When the string "collect" is part of a line below, that line should be copied.
──────
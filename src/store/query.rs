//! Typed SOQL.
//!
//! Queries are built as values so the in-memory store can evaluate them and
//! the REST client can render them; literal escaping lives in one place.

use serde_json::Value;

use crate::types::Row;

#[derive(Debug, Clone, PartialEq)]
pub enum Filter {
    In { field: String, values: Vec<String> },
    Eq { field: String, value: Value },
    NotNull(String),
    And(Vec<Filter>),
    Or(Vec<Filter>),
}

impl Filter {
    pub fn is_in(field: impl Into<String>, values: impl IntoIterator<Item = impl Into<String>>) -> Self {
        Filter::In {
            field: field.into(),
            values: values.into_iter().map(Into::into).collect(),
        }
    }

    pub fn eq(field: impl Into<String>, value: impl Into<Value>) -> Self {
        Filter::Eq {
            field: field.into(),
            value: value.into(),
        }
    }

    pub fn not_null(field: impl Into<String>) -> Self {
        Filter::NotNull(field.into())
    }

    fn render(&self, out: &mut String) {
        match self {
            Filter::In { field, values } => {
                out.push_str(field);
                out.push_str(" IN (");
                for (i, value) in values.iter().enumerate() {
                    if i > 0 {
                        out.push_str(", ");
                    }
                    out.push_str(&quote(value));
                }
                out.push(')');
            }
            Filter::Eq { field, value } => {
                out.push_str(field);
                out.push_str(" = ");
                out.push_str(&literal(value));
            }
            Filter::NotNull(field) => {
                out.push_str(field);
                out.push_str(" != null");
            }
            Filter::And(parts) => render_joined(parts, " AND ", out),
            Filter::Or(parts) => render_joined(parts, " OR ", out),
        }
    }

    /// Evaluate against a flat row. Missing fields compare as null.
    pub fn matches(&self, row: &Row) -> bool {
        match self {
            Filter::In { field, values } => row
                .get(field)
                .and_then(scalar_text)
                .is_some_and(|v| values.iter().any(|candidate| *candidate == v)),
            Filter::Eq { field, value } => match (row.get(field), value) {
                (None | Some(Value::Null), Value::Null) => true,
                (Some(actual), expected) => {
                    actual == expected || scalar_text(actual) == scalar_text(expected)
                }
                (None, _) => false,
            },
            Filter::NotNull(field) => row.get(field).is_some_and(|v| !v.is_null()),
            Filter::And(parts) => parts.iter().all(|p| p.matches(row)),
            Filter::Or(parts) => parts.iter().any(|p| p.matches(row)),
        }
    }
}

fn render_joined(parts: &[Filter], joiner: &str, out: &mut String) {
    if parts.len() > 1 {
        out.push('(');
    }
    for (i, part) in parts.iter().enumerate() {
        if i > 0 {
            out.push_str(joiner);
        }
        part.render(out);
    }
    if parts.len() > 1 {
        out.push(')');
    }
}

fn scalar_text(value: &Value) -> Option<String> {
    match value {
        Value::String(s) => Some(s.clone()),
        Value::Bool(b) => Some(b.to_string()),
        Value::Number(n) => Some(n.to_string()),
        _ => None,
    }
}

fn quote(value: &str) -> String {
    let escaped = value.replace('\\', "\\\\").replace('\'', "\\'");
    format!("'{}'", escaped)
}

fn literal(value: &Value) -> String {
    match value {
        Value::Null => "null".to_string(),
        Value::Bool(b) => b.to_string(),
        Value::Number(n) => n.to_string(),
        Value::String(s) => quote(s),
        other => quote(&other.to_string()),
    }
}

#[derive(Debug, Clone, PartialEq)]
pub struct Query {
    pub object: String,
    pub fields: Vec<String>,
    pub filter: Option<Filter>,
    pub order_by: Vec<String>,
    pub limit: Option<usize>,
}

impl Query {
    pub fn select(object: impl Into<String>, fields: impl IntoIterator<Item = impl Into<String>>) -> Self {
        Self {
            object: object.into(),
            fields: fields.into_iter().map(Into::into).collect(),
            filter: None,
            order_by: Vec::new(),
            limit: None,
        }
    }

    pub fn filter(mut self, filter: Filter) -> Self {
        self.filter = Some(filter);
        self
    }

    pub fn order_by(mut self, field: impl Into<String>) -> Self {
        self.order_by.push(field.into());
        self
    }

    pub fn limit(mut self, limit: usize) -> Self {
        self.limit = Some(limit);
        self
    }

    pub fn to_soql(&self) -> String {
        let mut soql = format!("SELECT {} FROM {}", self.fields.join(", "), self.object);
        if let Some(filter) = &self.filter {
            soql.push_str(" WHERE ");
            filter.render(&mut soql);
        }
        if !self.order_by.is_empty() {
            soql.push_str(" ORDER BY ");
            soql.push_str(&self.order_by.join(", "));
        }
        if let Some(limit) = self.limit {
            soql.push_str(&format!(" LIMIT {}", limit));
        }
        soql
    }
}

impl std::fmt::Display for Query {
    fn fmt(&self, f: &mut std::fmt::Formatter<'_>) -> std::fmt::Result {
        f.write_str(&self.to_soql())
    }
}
──────
_The completed task:_
            values: values.into_iter().map(Into::into).collect(),
            fields: fields.into_iter().map(Into::into).collect(),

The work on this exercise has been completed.